O'Reilly, 53, plans a formal announcement Saturday at the Democratic State Convention in Amherst. A year from now, he will need to gain the support of 15 percent of the convention delegates to secure a spot on the Democratic primary ballot against Kerry, who was his party's 2004 presidential nominee and has served in the U.S. Senate since 1985.

Full story: http://news.bostonherald.com/localPolitics/view.bg?articleid=1001796


----------



## DANIPD (Jun 30, 2003)

Published: May 18, 2007 12:00 am 
Gloucester attorney to challenge Kerry for party nomination
*By Edward Mason , Staff writer*
Gloucester Daily Times

BOSTON - U.S. Sen. John Kerry may have competition for the Democratic Senate nomination in 2008.

Gloucester defense attorney Edward O'Reilly said yesterday he will formally announce his bid at this weekend's Democratic Party convention in Amherst.

He'll also need to collect 10,000 signatures by May 6, 2008, to gain a spot on the Democratic primary ballot.

The former Gloucester city councilor and School Committee chairman said Kerry's vote to authorize force in Iraq in 2002 is one reason why he's running. O'Reilly, 53, said he would vote to immediately withdraw troops from Iraq.

"Immediately, like today," O'Reilly said. "And keep a temporary force in the area to fight al-Qaida."

He also said Kerry mishandled contributions to his presidential campaign - including $2,000 O'Reilly donated. O'Reilly said Kerry should have used money in his account to challenge the results in Ohio, the state whose electoral college votes put George W. Bush ahead. There were allegations of voter fraud in Ohio.

Instead, O'Reilly said, Kerry is using the money left from his presidential bid to help fund his re-election campaign.

"There are a lot of things that have been building up," O'Reilly said of his issues with Massachusetts' junior senator.

Kerry was elected to the Senate in 1984. His closest race came in 1996, when then Gov.
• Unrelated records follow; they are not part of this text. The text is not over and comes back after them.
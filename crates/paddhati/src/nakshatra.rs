//! Nakshatra placement of a longitude.
//!
//! Nakshatras are 27 lunar mansions, each spanning 13°20' (360/27 degrees).
//! Each nakshatra is divided into 4 padas (quarters).

use serde::{Deserialize, Serialize};

use crate::bodies::Body;
use crate::tables::{nakshatra_index, normalize_degrees, NAKSHATRAS, NAKSHATRA_SPAN, PADA_SPAN};

#[derive(Debug, Clone, PartialEq, Serialize, Deserialize)]
pub struct NakshatraRecord {
    pub id: String,
    pub name: String,
    pub lord: Body,
    pub start: f64,
    pub end: f64,
    pub index: usize,
}

#[derive(Debug, Clone, PartialEq, Serialize, Deserialize)]
pub struct NakshatraPlacement {
    #[serde(flatten)]
    pub base: NakshatraRecord,
    pub longitude: f64,
    pub offset: f64,
    pub progress: f64,
    pub pada: u8,
}

fn build_nakshatra_table() -> Vec<NakshatraRecord> {
    NAKSHATRAS
        .iter()
        .enumerate()
        .map(|(idx, (slug, display_name, lord))| {
            let start = idx as f64 * NAKSHATRA_SPAN;
            NakshatraRecord {
                id: slug.to_string(),
                name: display_name.to_string(),
                lord: *lord,
                start,
                end: start + NAKSHATRA_SPAN,
                index: idx,
            }
        })
        .collect()
}

lazy_static::lazy_static! {
    static ref NAKSHATRA_TABLE: Vec<NakshatraRecord> = build_nakshatra_table();
}

/// Return the nakshatra containing the given longitude, with pada and progress.
pub fn nakshatra_for_longitude(longitude: f64) -> NakshatraPlacement {
    let lon = normalize_degrees(longitude);
    let entry = &NAKSHATRA_TABLE[nakshatra_index(lon)];

    let offset = (lon - entry.start).max(0.0);
    let pada = ((offset / PADA_SPAN) as u8 + 1).min(4);

    NakshatraPlacement {
        base: entry.clone(),
        longitude: lon,
        offset,
        progress: offset / NAKSHATRA_SPAN,
        pada,
    }
}

#[cfg(test)]
mod tests {
    use super::*;

    #[test]
    fn test_nakshatra_for_longitude() {
        let meta = nakshatra_for_longitude(0.0);
        assert_eq!(meta.base.id, "ashwini");
        assert_eq!(meta.base.lord, Body::Ketu);
        assert_eq!(meta.pada, 1);

        let meta = nakshatra_for_longitude(13.33);
        assert_eq!(meta.base.id, "ashwini");
        assert_eq!(meta.pada, 4);
    }

    #[test]
    fn test_magha() {
        let meta = nakshatra_for_longitude(125.0);
        assert_eq!(meta.base.name, "Magha");
        assert_eq!(meta.base.index, 9);
        // 125 - 120 = 5 degrees in, second pada starts at 3°20'
        assert_eq!(meta.pada, 2);
        assert!((meta.progress - 0.375).abs() < 1e-9);
    }

    #[test]
    fn test_wraps_negative_longitude() {
        let meta = nakshatra_for_longitude(-1.0);
        assert_eq!(meta.base.id, "revati");
        assert!((meta.longitude - 359.0).abs() < 1e-9);
    }
}
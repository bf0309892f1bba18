use anyhow::Context;
use paddhati::scorer::PricePoint;
use std::path::Path;

/// Read a JSON array of `{"time": "YYYY-MM-DD", "close": f64, "volume"?: u64}`,
/// sorted oldest first.
pub fn load_prices(path: &Path) -> anyhow::Result<Vec<PricePoint>> {
    let text = std::fs::read_to_string(path)
        .with_context(|| format!("Failed to read price file {}", path.display()))?;
    let mut prices: Vec<PricePoint> = serde_json::from_str(&text)
        .with_context(|| format!("Failed to parse price file {}", path.display()))?;
    prices.sort_by_key(|p| p.time);
    Ok(prices)
}

#[cfg(test)]
mod tests {
    use super::*;
    use std::io::Write;

    #[test]
    fn test_load_prices_sorts_by_date() -> anyhow::Result<()> {
        let mut file = tempfile::NamedTempFile::new()?;
        write!(
            file,
            r#"[{{"time": "2024-01-03", "close": 102.5}},
                {{"time": "2024-01-02", "close": 101.0, "volume": 1200}}]"#
        )?;
        let prices = load_prices(file.path())?;
        assert_eq!(prices.len(), 2);
        assert_eq!(prices[0].close, 101.0);
        assert_eq!(prices[0].volume, Some(1200));
        assert_eq!(prices[1].volume, None);
        Ok(())
    }

    #[test]
    fn test_load_prices_rejects_garbage() -> anyhow::Result<()> {
        let mut file = tempfile::NamedTempFile::new()?;
        write!(file, "not json")?;
        assert!(load_prices(file.path()).is_err());
        Ok(())
    }
}
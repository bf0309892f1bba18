use std::time::Duration;
use thiserror::Error;

use crate::bodies::Body;

/// Errors raised by an ephemeris backend.
#[derive(Error, Debug, Clone, PartialEq)]
pub enum EphemerisError {
    #[error("Ephemeris file not found at path: {path}. {message}")]
    FileNotFound { path: String, message: String },
    #[error("Failed to calculate position for {body} at JD {julian_day}: {message}")]
    CalculationFailed {
        body: Body,
        julian_day: f64,
        message: String,
    },
    #[error("House calculation failed at JD {julian_day}: {message}")]
    HouseCalculationFailed { julian_day: f64, message: String },
    #[error("Ephemeris query for {target} timed out after {timeout:?}")]
    Timeout { target: String, timeout: Duration },
    #[error("Ephemeris task for {target} did not complete: {message}")]
    TaskFailed { target: String, message: String },
}

/// Coarse classification callers branch on.
#[derive(Debug, Clone, Copy, PartialEq, Eq)]
pub enum ErrorKind {
    InvalidInput,
    EphemerisFailure,
    InsufficientData,
    ConfigurationUnavailable,
}

#[derive(Error, Debug, Clone, PartialEq)]
pub enum ChartError {
    #[error("Invalid input: {0}")]
    InvalidInput(String),
    #[error(transparent)]
    Ephemeris(#[from] EphemerisError),
    #[error("Insufficient price history: need at least {required} points, got {actual}")]
    InsufficientData { required: usize, actual: usize },
    #[error("Configuration unavailable: {0}")]
    ConfigurationUnavailable(String),
}

impl ChartError {
    pub fn kind(&self) -> ErrorKind {
        match self {
            ChartError::InvalidInput(_) => ErrorKind::InvalidInput,
            ChartError::Ephemeris(_) => ErrorKind::EphemerisFailure,
            ChartError::InsufficientData { .. } => ErrorKind::InsufficientData,
            ChartError::ConfigurationUnavailable(_) => ErrorKind::ConfigurationUnavailable,
        }
    }
}

pub type Result<T, E = ChartError> = std::result::Result<T, E>;
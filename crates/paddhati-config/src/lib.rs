use serde::Deserialize;
use std::fs;
use std::path::{Path, PathBuf};
use std::time::Duration;

use paddhati::bodies::{tracked_bodies, NodeKind};
use paddhati::chart::{parse_listing_time, ChartSettings, DEFAULT_LISTING_TIME};
use paddhati::ephemeris::{Ayanamsha, GeoLocation, HouseSystem};

const CONFIG_PATHS: [&str; 2] = ["configs/paddhati.toml", "../../configs/paddhati.toml"];

#[derive(Debug, Clone, PartialEq, Deserialize)]
#[serde(default)]
pub struct ChartToml {
    pub house_system: String,
    pub ayanamsha: String,
    pub node: NodeKind,
    pub include_outer_planets: bool,
    pub ephemeris_timeout_ms: u64,
}

impl Default for ChartToml {
    fn default() -> Self {
        Self {
            house_system: HouseSystem::default().name().to_string(),
            ayanamsha: Ayanamsha::default().name().to_string(),
            node: NodeKind::default(),
            include_outer_planets: false,
            ephemeris_timeout_ms: 5_000,
        }
    }
}

#[derive(Debug, Clone, Default, PartialEq, Deserialize)]
#[serde(default)]
pub struct EphemerisToml {
    /// Directory of the Swiss Ephemeris data files
    pub path: Option<PathBuf>,
}

/// Where and when listings happen.
#[derive(Debug, Clone, PartialEq, Deserialize)]
#[serde(default)]
pub struct ExchangeToml {
    pub name: String,
    pub latitude: f64,
    pub longitude: f64,
    pub utc_offset_minutes: i32,
    pub listing_time: String,
}

impl Default for ExchangeToml {
    fn default() -> Self {
        // National Stock Exchange, Mumbai
        Self {
            name: "NSE".to_string(),
            latitude: 19.0750,
            longitude: 72.8777,
            utc_offset_minutes: 0,
            listing_time: DEFAULT_LISTING_TIME.to_string(),
        }
    }
}

#[derive(Debug, Clone, Default, PartialEq, Deserialize)]
#[serde(default)]
pub struct PaddhatiConfig {
    pub chart: ChartToml,
    pub ephemeris: EphemerisToml,
    pub exchange: ExchangeToml,
}

/// Try the common relative paths for `configs/paddhati.toml`.
pub fn read_config_text() -> anyhow::Result<String> {
    for p in &CONFIG_PATHS {
        if let Ok(c) = fs::read_to_string(p) {
            return Ok(c);
        }
    }
    anyhow::bail!("Could not load paddhati.toml from {:?}", CONFIG_PATHS);
}

pub fn parse_config(text: &str) -> anyhow::Result<PaddhatiConfig> {
    let config: PaddhatiConfig =
        toml::from_str(text).map_err(|e| anyhow::anyhow!("Failed to parse paddhati.toml: {e}"))?;
    config.validate()?;
    Ok(config)
}

/// Load from `path`, or from the default locations when `None`.
///
/// A missing file at the default locations yields the built-in defaults;
/// an explicit path that cannot be read is an error.
pub fn load_config(path: Option<&Path>) -> anyhow::Result<PaddhatiConfig> {
    let text = match path {
        Some(p) => fs::read_to_string(p)
            .map_err(|e| anyhow::anyhow!("Failed to read {}: {e}", p.display()))?,
        None => match read_config_text() {
            Ok(text) => text,
            Err(_) => return Ok(PaddhatiConfig::default()),
        },
    };
    parse_config(&text)
}

impl PaddhatiConfig {
    pub fn validate(&self) -> anyhow::Result<()> {
        self.chart.house_system.parse::<HouseSystem>()?;
        self.chart.ayanamsha.parse::<Ayanamsha>()?;
        if self.chart.ephemeris_timeout_ms == 0 {
            anyhow::bail!("chart.ephemeris_timeout_ms must be positive");
        }
        self.exchange_site()?;
        if self.exchange.utc_offset_minutes.abs() > 14 * 60 {
            anyhow::bail!(
                "exchange.utc_offset_minutes {} outside ±840",
                self.exchange.utc_offset_minutes
            );
        }
        parse_listing_time(&self.exchange.listing_time)?;
        Ok(())
    }

    pub fn chart_settings(&self) -> anyhow::Result<ChartSettings> {
        Ok(ChartSettings {
            house_system: self.chart.house_system.parse()?,
            ayanamsha: self.chart.ayanamsha.parse()?,
            bodies: tracked_bodies(self.chart.include_outer_planets),
            ephemeris_timeout: Duration::from_millis(self.chart.ephemeris_timeout_ms),
        })
    }

    pub fn exchange_site(&self) -> anyhow::Result<GeoLocation> {
        GeoLocation::new(self.exchange.latitude, self.exchange.longitude).map_err(|e| {
            anyhow::anyhow!("[exchange] {} coordinates rejected: {e}", self.exchange.name)
        })
    }
}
William Weld, a Republican, challenged him in the general election.

As O'Reilly announces his run, Kerry is kicking off his re-election campaign. Kerry is holding events across the North Shore on Monday and later that evening is holding a fundraiser in Boston expected to net $250,000.
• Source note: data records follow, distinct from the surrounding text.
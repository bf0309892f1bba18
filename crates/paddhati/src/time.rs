use chrono::{Datelike, NaiveDateTime, Timelike};
use serde::{Deserialize, Serialize};
use swisseph::swe::julday;

/// Julian Day on the UT time scale.
#[derive(Debug, Clone, Copy, PartialEq, PartialOrd, Serialize, Deserialize)]
pub struct JulianDay(f64);

/// JD of the J2000.0 epoch (2000-01-01 12:00 UT).
pub const J2000: f64 = 2451545.0;
pub const DAYS_PER_JULIAN_YEAR: f64 = 365.25;

// gregflag for swe_julday
const GREG_CAL: u32 = 1;

impl JulianDay {
    pub fn new(value: f64) -> Self {
        Self(value)
    }

    pub fn value(&self) -> f64 {
        self.0
    }

    /// Julian years elapsed since `epoch` (a raw JD).
    pub fn years_since(&self, epoch: f64) -> f64 {
        (self.0 - epoch) / DAYS_PER_JULIAN_YEAR
    }

    /// Convert a UT civil date-time on the Gregorian calendar.
    pub fn from_utc(dt: NaiveDateTime) -> Self {
        let hour_decimal = dt.hour() as f64
            + dt.minute() as f64 / 60.0
            + (dt.second() as f64 + dt.nanosecond() as f64 / 1e9) / 3600.0;
        Self(julday(dt.year(), dt.month() as i32, dt.day() as i32, hour_decimal, GREG_CAL))
    }
}

impl From<f64> for JulianDay {
    fn from(v: f64) -> Self {
        JulianDay::new(v)
    }
}
//! House membership of a longitude.

use std::collections::{BTreeMap, BTreeSet};

use crate::bodies::Body;
use crate::ephemeris::{BodyPosition, HouseCusps};
use crate::tables::normalize_degrees;

/// House assumed when no cusp interval contains a longitude.
pub const FALLBACK_HOUSE: u8 = 1;

/// First house `i` (1-12) with `cusp[i] <= lon < cusp[i+1]`, wrapping when
/// the next cusp is smaller. `None` when no interval matches.
pub fn house_for_longitude(cusps: &HouseCusps, longitude: f64) -> Option<u8> {
    let lon = normalize_degrees(longitude);
    for i in 0..12 {
        let start = cusps.cusps[i];
        let end = cusps.cusps[(i + 1) % 12];
        let inside = if end < start {
            lon >= start || lon < end
        } else {
            start <= lon && lon < end
        };
        if inside {
            return Some(i as u8 + 1);
        }
    }
    None
}

/// Classify every body. Bodies that match no interval land in
/// [`FALLBACK_HOUSE`] and are reported in the returned set.
pub fn classify_positions(
    cusps: &HouseCusps,
    positions: &BTreeMap<Body, BodyPosition>,
) -> (BTreeMap<Body, u8>, BTreeSet<Body>) {
    let mut house_of = BTreeMap::new();
    let mut unplaced = BTreeSet::new();

    for (body, position) in positions {
        let house = match house_for_longitude(cusps, position.longitude) {
            Some(house) => house,
            None => {
                log::warn!(
                    "{} at {:.4}° matched no house cusp interval; defaulting to house {}",
                    body,
                    position.longitude,
                    FALLBACK_HOUSE
                );
                unplaced.insert(*body);
                FALLBACK_HOUSE
            }
        };
        house_of.insert(*body, house);
    }

    (house_of, unplaced)
}

#[cfg(test)]
mod tests {
    use super::*;

    fn equal_cusps(start: f64) -> HouseCusps {
        let mut cusps = [0.0; 12];
        for (i, c) in cusps.iter_mut().enumerate() {
            *c = start + i as f64 * 30.0;
        }
        HouseCusps::new(cusps, start, start + 270.0)
    }

    #[test]
    fn test_house_for_longitude_aligned() {
        let cusps = equal_cusps(0.0);
        assert_eq!(house_for_longitude(&cusps, 0.0), Some(1));
        assert_eq!(house_for_longitude(&cusps, 29.999), Some(1));
        assert_eq!(house_for_longitude(&cusps, 30.0), Some(2));
        assert_eq!(house_for_longitude(&cusps, 359.0), Some(12));
    }

    #[test]
    fn test_house_for_longitude_wraps() {
        // House 1 runs 350° -> 20°, across the 0° point
        let cusps = equal_cusps(350.0);
        assert_eq!(house_for_longitude(&cusps, 355.0), Some(1));
        assert_eq!(house_for_longitude(&cusps, 5.0), Some(1));
        assert_eq!(house_for_longitude(&cusps, 20.0), Some(2));
        assert_eq!(house_for_longitude(&cusps, 349.0), Some(12));
        assert_eq!(house_for_longitude(&cusps, 365.0), Some(1));
    }

    #[test]
    fn test_unequal_cusps() {
        let cusps = HouseCusps::new(
            [
                100.0, 128.0, 157.0, 190.0, 225.0, 255.0, 280.0, 308.0, 337.0, 10.0, 45.0, 75.0,
            ],
            100.0,
            10.0,
        );
        assert_eq!(house_for_longitude(&cusps, 127.9), Some(1));
        assert_eq!(house_for_longitude(&cusps, 0.0), Some(9));
        assert_eq!(house_for_longitude(&cusps, 9.99), Some(9));
        assert_eq!(house_for_longitude(&cusps, 10.0), Some(10));
        assert_eq!(house_for_longitude(&cusps, 99.0), Some(12));
    }

    #[test]
    fn test_degenerate_cusps_fall_back() {
        let cusps = HouseCusps::new([42.0; 12], 42.0, 42.0);
        assert_eq!(house_for_longitude(&cusps, 10.0), None);

        let mut positions = BTreeMap::new();
        positions.insert(
            Body::Sun,
            BodyPosition {
                body: Body::Sun,
                longitude: 10.0,
                latitude: 0.0,
                distance: 1.0,
                speed: 1.0,
            },
        );
        let (house_of, unplaced) = classify_positions(&cusps, &positions);
        assert_eq!(house_of[&Body::Sun], FALLBACK_HOUSE);
        assert!(unplaced.contains(&Body::Sun));
    }
}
Amy Brundage, a Kerry spokeswoman, said the senator looks forward to the campaign. She said Kerry is "leading the fight in the Senate to end the war in Iraq (and) bring the troops home."

This is no quixotic venture - it's one that has been in the making for years, O'Reilly said.

O'Reilly said he'll leave his law practice in the hands of a partner while he campaigns full-time.

He said he's not concerned about raising money. A supporter of Howard Dean's presidential campaign, O'Reilly said he hopes to follow Dean and raise small contributions from many donors.

Gloucester Democratic Committee Treasurer Patrick Abegg said he wasn't surprised by O'Reilly's announcement.

"He has always been passionate about it," he said.

Abegg said odds may be stacked against O'Reilly but sees competition as a good thing.

"It's always a challenge taking on an incumbent," he said. "Even if you don't succeed, it's good to bring light to some of the issues that are important to you."

O'Reilly has been an attorney for 25 years. He also is a former firefighter, corrections officer at Norfolk State Prison and Gloucester lobsterman. He hails from Watertown, and has degrees from the University of Massachusetts and New England School of Law.

Asked whether he can beat Kerry, O'Reilly said that's the wrong question. It's whether voters want change.

"It's not whether I can beat him," O'Reilly said. "If they want a new senator, it's up to them."

_Staff reporter Julio Chuy contributed to this story._


----------



## DeputyFife (Jun 28, 2005)

Wow...I can't believe he is going to run against Kerry. It's a been a while since I've seen him, but if I'm not mistaken, he bears a strikingly strong resemblance to a (much skinnier) Ted Kennedy.


----------



## JoninNH (Jan 29, 2004)

It would be nice to see Kerry out of office. Maybe he could go back to "writing" as he claimed his profession was when he was in the USNR.


----------



## kwflatbed (Dec 29, 2004)

I don't care if he has three heads and a tail he gets my vote.


----------



## Macop (May 2, 2002)

Great, another idiot liberal democrat, just what we need!


----------



## Guest (May 19, 2007)

Criminal defense lawyer vs. soulless liberal scumbag traitor.

Firing squad or electrocution?


----------



## dcs2244 (Jan 29, 2004)

Great, somebody to the "left" of Jon Carry...


----------